Generation of gene targeted Sec22b alleles. (a) Sec22b-conditional gene trapped mice (tm1a), with a FRT-flanked gene trap inserted between exons 2 and 3 were mated to FLP-recombinase transgenic mice to create floxed (fl) mice, with LoxP sites flanking exon 3. Floxed mice were mated to EIIa-Cre to generate the germline null allele (Sec22b⁻), or to Vav1-Cre or CD11c-Cre transgenic mice to generate tissue specific Sec22b deficiency.

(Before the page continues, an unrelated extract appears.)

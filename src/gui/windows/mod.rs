pub mod data;
pub mod settings;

Binding sites for genotyping primers (F1, F2, R1, R2, R3) are indicated with half arrowheads. (b) PCR with primers F1 and R1 detects the insertion of the conditional gene trap in Sec22b (tm1a). (c) PCR with primers F1 and R2 detects the excision of the conditional gene trap by FLP recombinase and distinguishes between Sec22b^fl homozygous and heterozygous mice. (d) Competitive PCR with primers F1, F2, and R3 detects the excision of exon 3 of Sec22b and distinguishes between Sec22b⁻ heterozygous and homozygous mice. (e) PCR on genomic DNA isolated from peripheral blood of a surviving Sec22b^fl/fl; Vav1-Cre⁺ mouse and a Sec22b^fl/+; Vav1-Cre⁻ littermate control, compared to DNA from Sec22b^+/− mice. Gel images (b–e) are cropped. Full-length images may be found in Supplementary Fig. S1a–c.